WORK REQUEST = Report, as a number alone, how many lines below contain the string "Ball".

DATASET EXTRACT: Begin

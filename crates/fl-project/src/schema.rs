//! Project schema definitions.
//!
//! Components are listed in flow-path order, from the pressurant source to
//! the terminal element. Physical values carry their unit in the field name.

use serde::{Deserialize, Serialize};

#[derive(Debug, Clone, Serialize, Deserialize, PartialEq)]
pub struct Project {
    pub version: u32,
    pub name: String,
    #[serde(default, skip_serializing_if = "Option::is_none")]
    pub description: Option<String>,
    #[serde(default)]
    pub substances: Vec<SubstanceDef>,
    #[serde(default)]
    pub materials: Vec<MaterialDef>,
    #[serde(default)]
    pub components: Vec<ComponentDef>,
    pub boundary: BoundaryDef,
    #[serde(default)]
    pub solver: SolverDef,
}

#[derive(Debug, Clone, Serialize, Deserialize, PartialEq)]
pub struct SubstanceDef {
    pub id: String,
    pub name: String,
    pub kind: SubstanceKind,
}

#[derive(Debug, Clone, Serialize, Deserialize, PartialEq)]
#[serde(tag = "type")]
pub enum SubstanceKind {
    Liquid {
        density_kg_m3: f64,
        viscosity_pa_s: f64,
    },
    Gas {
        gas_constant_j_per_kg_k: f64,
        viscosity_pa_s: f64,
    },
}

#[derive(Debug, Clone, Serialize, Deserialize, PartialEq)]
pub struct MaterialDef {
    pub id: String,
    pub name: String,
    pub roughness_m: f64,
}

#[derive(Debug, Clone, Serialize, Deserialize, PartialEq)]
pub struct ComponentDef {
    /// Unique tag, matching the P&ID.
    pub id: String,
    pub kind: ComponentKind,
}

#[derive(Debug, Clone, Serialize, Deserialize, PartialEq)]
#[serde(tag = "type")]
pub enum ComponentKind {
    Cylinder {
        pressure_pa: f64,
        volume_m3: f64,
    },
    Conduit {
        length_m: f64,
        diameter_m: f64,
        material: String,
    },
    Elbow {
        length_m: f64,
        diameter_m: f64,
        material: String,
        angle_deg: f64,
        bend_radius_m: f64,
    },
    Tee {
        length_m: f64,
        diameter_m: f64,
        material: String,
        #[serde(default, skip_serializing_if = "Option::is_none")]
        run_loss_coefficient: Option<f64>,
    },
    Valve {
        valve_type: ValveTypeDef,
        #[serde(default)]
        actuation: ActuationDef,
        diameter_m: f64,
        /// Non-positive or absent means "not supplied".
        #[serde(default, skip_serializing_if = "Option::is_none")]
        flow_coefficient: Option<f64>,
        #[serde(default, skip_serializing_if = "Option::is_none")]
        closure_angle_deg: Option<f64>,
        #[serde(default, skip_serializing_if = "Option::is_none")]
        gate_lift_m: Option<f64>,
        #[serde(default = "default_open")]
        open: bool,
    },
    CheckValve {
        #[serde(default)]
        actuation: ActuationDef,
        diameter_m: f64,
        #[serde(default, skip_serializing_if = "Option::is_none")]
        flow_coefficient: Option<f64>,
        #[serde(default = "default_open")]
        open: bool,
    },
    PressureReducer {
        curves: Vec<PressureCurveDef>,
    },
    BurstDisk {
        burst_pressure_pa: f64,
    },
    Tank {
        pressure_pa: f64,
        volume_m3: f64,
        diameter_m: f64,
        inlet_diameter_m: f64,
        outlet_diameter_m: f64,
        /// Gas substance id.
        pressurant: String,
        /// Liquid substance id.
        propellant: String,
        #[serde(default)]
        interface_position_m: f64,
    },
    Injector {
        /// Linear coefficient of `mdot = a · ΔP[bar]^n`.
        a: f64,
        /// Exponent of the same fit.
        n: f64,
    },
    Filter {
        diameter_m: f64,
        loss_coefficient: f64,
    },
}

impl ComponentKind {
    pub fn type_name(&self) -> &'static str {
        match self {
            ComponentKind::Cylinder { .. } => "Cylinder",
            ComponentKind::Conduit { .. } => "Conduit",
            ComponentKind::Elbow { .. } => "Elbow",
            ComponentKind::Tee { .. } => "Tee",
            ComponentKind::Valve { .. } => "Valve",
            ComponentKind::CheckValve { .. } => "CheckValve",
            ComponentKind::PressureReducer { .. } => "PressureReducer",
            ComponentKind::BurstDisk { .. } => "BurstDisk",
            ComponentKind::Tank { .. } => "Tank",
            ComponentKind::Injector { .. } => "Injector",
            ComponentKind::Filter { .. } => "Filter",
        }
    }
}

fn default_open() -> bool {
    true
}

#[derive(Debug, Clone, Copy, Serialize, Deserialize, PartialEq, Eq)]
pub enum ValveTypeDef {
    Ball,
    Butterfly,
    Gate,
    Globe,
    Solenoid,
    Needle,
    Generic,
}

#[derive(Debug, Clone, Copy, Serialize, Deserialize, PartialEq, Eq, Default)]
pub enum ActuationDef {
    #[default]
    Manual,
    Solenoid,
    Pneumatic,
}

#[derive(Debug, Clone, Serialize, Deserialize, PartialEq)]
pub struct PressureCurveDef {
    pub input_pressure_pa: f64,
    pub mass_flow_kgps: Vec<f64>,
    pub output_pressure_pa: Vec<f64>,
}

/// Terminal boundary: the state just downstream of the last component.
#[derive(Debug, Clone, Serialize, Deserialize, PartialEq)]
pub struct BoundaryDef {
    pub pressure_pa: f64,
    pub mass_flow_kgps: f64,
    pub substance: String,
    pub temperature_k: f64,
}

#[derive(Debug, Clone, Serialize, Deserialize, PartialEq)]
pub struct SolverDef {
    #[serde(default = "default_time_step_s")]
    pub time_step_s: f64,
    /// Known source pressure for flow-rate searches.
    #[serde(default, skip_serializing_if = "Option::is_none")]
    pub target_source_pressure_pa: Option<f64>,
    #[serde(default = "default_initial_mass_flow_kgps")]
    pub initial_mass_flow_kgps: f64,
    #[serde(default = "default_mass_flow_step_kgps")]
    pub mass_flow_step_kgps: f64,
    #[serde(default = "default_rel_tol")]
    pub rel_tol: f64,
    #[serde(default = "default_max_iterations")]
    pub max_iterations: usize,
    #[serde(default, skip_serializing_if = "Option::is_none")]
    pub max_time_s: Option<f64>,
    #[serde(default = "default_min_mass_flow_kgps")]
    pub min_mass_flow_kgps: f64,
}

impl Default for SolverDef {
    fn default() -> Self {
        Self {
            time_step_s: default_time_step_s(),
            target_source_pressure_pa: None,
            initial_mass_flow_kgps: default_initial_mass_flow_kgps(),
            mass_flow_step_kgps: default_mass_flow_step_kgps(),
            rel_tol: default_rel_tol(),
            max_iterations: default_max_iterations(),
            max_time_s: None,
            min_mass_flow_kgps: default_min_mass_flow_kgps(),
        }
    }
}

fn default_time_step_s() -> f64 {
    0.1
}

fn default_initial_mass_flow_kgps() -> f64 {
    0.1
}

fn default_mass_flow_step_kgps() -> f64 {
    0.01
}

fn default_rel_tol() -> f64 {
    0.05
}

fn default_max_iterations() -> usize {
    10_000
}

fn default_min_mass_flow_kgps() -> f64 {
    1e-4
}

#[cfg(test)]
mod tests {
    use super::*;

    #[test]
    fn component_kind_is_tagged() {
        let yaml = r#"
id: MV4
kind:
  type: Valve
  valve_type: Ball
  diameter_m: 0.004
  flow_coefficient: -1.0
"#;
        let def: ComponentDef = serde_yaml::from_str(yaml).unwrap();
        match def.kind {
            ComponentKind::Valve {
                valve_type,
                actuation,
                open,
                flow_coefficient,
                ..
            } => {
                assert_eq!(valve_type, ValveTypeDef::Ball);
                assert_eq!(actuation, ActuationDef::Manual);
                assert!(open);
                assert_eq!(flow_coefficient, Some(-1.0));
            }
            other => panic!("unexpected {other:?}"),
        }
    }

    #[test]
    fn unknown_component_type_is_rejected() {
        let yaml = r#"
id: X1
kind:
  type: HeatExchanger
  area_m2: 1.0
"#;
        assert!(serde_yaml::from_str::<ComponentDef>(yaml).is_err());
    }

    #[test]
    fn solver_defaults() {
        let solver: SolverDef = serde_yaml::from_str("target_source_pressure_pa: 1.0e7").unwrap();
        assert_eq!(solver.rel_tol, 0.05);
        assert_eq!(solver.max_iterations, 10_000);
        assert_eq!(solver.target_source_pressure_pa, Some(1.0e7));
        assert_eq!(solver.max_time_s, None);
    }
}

DATASET EXTRACT: End

ANSWER TO THIS TASK = 3